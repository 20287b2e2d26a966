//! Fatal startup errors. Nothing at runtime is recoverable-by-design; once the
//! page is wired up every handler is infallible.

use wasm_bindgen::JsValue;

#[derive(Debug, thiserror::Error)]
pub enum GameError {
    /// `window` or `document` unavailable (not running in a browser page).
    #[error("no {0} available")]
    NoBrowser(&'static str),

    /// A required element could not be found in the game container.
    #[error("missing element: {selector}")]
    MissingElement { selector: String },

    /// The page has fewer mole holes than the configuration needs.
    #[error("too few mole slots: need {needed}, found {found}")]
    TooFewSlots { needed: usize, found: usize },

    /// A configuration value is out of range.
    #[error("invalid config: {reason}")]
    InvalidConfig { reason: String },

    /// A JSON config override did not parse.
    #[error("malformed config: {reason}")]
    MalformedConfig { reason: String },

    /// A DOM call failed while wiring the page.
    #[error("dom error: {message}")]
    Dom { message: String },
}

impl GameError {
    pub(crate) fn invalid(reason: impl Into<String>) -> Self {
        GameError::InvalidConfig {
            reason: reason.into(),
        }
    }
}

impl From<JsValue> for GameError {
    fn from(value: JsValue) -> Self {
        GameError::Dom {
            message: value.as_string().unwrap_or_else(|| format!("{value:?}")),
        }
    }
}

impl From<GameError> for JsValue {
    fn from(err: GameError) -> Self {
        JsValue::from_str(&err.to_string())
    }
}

_ _ _ _

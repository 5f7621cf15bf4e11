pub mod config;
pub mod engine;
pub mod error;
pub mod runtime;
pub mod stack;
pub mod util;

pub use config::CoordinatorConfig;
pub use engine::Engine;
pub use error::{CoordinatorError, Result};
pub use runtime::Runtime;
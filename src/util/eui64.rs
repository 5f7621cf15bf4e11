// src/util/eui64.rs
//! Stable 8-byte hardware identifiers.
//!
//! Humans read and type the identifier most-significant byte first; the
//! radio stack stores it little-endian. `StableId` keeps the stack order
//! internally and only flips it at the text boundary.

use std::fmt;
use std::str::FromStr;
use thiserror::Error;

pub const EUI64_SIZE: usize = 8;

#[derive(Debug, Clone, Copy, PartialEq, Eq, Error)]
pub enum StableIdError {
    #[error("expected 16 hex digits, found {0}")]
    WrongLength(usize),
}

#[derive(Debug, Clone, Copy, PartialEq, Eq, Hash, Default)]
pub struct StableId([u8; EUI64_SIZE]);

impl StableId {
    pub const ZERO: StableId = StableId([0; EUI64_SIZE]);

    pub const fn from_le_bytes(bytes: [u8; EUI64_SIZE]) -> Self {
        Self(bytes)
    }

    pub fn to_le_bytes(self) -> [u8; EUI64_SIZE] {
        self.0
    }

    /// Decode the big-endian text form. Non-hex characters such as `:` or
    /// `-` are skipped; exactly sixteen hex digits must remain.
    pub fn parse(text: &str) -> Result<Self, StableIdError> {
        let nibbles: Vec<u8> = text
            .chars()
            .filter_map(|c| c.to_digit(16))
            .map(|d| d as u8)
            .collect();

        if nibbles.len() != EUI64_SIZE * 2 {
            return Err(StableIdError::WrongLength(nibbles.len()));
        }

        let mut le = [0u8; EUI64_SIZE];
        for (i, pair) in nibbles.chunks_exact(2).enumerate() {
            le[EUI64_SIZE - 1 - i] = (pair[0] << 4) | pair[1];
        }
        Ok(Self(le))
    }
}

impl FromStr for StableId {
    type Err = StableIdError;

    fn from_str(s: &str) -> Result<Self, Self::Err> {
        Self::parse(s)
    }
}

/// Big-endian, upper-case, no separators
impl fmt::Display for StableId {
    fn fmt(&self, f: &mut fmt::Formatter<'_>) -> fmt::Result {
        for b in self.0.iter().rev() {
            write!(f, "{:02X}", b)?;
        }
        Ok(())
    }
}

_ _ _ _

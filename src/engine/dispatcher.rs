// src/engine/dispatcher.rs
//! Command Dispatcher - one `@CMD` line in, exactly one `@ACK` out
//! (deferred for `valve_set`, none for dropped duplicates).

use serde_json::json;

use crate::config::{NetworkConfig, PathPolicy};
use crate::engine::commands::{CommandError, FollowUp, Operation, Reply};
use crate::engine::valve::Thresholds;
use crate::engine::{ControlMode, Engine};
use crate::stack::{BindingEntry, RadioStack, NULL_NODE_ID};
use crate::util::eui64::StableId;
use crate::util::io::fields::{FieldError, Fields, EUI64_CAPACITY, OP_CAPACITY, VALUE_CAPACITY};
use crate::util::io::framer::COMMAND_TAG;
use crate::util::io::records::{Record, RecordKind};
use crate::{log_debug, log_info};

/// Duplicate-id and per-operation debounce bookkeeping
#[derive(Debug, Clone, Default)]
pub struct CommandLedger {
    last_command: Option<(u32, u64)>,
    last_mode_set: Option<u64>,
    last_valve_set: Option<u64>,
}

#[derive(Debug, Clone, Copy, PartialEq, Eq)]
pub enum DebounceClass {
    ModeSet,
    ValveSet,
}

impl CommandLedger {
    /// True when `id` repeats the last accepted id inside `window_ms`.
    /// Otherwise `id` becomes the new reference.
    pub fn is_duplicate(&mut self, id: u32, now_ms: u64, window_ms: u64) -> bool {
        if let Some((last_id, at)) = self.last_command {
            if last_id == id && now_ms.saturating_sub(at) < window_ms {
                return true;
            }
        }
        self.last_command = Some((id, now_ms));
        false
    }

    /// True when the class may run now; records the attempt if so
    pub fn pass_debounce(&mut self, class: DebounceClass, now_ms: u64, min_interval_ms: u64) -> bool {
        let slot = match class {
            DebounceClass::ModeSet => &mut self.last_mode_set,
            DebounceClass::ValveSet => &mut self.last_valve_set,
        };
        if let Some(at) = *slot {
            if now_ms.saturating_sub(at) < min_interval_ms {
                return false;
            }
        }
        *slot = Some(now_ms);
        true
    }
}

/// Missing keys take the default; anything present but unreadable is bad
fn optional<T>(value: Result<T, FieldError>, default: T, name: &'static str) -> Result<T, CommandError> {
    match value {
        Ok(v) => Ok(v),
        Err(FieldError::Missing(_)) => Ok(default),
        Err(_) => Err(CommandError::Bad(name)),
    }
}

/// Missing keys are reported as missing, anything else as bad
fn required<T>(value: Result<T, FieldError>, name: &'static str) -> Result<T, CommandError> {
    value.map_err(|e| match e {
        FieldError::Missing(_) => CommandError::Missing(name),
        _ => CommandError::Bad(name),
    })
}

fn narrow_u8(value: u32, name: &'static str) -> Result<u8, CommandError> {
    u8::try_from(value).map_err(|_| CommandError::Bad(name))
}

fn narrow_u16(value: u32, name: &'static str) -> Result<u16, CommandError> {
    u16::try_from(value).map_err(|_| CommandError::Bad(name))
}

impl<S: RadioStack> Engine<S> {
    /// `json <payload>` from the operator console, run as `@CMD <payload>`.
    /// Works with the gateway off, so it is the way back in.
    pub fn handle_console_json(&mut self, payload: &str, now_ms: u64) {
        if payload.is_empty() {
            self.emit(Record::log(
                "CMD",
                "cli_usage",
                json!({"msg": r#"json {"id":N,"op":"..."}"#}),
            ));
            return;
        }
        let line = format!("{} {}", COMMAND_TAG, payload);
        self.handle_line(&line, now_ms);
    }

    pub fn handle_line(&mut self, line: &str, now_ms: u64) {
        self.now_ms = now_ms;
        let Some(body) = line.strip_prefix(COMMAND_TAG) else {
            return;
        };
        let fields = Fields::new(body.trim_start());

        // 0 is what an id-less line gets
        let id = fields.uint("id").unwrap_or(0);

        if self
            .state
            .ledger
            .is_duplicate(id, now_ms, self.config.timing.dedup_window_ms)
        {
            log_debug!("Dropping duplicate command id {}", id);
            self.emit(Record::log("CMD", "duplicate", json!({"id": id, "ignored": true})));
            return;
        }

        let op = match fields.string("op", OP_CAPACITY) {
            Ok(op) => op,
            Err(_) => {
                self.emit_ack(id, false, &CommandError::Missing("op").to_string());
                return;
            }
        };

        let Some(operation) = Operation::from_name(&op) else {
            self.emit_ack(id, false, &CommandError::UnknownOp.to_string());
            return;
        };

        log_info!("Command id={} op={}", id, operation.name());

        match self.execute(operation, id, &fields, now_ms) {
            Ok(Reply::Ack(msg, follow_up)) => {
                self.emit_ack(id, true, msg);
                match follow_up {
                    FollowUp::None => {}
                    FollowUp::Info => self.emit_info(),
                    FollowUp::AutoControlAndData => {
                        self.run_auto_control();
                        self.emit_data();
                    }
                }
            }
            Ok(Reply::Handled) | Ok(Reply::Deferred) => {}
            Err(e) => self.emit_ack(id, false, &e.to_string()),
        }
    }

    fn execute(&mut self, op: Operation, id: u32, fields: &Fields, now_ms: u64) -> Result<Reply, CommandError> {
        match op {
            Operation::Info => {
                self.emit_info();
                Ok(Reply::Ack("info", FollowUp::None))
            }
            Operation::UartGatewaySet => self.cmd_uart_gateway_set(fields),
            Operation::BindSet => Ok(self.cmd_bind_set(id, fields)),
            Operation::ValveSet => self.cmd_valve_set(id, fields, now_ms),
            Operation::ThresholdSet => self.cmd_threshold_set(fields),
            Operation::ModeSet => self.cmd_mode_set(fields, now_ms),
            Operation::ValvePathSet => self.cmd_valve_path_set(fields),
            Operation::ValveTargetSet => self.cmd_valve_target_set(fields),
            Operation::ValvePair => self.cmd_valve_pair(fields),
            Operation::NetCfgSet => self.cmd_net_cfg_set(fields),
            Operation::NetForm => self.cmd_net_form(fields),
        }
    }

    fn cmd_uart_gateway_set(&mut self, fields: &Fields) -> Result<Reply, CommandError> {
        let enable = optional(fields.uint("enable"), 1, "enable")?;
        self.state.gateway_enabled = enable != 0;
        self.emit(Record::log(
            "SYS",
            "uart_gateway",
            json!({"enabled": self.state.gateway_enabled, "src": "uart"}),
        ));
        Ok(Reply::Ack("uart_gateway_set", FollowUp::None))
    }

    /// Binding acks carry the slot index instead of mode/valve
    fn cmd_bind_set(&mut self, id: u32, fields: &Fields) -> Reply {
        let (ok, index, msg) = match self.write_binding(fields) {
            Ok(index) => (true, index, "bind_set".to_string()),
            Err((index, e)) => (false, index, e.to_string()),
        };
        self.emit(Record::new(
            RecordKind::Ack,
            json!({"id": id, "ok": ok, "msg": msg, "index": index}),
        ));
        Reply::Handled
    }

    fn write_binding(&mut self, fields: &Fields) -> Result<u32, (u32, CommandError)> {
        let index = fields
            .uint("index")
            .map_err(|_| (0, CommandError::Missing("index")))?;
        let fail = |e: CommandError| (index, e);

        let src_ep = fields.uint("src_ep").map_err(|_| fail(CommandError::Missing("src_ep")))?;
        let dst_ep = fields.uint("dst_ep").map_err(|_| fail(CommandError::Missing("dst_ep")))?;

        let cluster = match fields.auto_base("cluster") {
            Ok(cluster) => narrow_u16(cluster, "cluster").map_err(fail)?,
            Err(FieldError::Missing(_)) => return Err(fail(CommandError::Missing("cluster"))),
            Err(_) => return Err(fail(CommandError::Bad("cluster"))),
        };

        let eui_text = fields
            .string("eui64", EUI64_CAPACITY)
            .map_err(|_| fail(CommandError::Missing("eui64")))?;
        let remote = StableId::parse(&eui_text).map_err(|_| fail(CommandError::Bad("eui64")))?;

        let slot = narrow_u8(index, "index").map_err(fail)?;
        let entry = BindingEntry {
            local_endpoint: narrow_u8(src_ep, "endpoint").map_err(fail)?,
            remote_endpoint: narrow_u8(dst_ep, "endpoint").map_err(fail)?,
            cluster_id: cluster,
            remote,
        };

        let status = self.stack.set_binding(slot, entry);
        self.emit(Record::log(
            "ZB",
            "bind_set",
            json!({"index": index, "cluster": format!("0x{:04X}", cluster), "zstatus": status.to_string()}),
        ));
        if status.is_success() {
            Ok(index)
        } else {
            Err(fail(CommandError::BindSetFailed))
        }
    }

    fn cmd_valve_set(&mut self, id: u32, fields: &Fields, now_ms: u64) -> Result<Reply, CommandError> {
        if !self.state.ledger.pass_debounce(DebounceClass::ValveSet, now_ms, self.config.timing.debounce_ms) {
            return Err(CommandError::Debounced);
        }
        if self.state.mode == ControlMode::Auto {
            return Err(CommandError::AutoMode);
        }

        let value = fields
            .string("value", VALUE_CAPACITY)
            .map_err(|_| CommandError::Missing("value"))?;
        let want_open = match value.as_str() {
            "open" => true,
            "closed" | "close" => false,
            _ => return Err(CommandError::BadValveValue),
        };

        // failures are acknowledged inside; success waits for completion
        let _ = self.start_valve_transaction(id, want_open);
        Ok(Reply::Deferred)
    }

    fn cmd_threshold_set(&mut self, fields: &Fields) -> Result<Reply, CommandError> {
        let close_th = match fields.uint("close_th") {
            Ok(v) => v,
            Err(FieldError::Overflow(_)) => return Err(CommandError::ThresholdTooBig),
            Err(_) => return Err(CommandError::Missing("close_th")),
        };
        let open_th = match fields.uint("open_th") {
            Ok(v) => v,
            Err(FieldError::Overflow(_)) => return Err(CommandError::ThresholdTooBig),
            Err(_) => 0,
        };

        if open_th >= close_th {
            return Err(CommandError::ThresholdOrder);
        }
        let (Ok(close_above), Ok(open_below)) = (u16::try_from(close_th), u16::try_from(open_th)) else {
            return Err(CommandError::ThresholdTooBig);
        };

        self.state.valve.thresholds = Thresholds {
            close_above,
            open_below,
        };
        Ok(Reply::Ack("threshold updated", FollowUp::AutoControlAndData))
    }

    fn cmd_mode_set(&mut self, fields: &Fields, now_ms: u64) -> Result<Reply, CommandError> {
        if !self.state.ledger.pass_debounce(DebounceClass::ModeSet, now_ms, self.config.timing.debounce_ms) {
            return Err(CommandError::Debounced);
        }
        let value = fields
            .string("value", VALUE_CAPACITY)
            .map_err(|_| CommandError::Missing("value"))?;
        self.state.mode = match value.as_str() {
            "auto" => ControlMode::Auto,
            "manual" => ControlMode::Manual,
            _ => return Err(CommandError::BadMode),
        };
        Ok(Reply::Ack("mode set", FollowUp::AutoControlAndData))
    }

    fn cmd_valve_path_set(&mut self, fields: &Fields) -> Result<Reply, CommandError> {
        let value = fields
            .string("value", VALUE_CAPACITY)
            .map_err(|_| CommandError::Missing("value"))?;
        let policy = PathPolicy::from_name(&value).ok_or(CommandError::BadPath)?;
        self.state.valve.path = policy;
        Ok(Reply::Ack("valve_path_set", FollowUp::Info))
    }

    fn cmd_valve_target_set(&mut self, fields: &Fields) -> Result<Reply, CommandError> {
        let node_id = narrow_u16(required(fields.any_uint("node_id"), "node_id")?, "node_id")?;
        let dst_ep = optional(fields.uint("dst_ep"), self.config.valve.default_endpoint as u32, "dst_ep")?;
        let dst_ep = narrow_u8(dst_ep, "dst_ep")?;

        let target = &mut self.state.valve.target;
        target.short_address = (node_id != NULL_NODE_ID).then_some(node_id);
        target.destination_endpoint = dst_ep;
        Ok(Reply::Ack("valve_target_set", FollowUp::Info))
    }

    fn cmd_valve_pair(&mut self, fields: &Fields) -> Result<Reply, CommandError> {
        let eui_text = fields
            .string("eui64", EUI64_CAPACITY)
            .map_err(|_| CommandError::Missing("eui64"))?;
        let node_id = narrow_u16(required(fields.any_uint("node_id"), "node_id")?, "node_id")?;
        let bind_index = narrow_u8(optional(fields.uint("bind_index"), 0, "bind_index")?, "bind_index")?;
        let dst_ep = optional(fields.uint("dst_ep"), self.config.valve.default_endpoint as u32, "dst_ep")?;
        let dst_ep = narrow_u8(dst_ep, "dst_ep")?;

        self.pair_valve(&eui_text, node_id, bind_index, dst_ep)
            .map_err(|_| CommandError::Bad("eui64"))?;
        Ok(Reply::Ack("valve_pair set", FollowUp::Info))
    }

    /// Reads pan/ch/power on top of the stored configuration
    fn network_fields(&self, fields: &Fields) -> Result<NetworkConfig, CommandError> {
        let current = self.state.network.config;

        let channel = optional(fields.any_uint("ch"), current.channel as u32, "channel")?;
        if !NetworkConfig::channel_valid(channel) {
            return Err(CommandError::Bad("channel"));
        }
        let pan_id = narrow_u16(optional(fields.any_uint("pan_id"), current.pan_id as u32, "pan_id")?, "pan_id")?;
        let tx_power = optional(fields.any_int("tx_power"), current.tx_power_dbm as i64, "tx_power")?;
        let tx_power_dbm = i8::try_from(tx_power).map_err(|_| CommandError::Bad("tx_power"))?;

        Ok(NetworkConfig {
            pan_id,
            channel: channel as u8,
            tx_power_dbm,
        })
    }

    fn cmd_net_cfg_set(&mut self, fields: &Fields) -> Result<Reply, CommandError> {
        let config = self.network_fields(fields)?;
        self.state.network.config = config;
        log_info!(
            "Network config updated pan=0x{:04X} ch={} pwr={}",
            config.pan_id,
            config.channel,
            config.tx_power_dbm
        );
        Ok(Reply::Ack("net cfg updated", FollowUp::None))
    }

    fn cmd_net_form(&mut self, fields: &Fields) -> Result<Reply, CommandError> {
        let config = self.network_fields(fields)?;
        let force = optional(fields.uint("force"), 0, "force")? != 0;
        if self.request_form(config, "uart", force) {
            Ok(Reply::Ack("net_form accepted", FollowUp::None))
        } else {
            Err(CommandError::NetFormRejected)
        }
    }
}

_ _ _ _

EXERCISE DESCRIPTION — As listed above, the lines from the line with "pub use runtime::Runtime;" to the line with "the stack order" are to be echoed exactly, with both ends included and nothing added.

WORKED SOLUTION —
pub use runtime::Runtime;
filename src/util/eui64.rs
repository 5f7621cf15bf4e11
// src/util/eui64.rs
//! Stable 8-byte hardware identifiers.
//!
//! Humans read and type the identifier most-significant byte first; the
//! radio stack stores it little-endian. `StableId` keeps the stack order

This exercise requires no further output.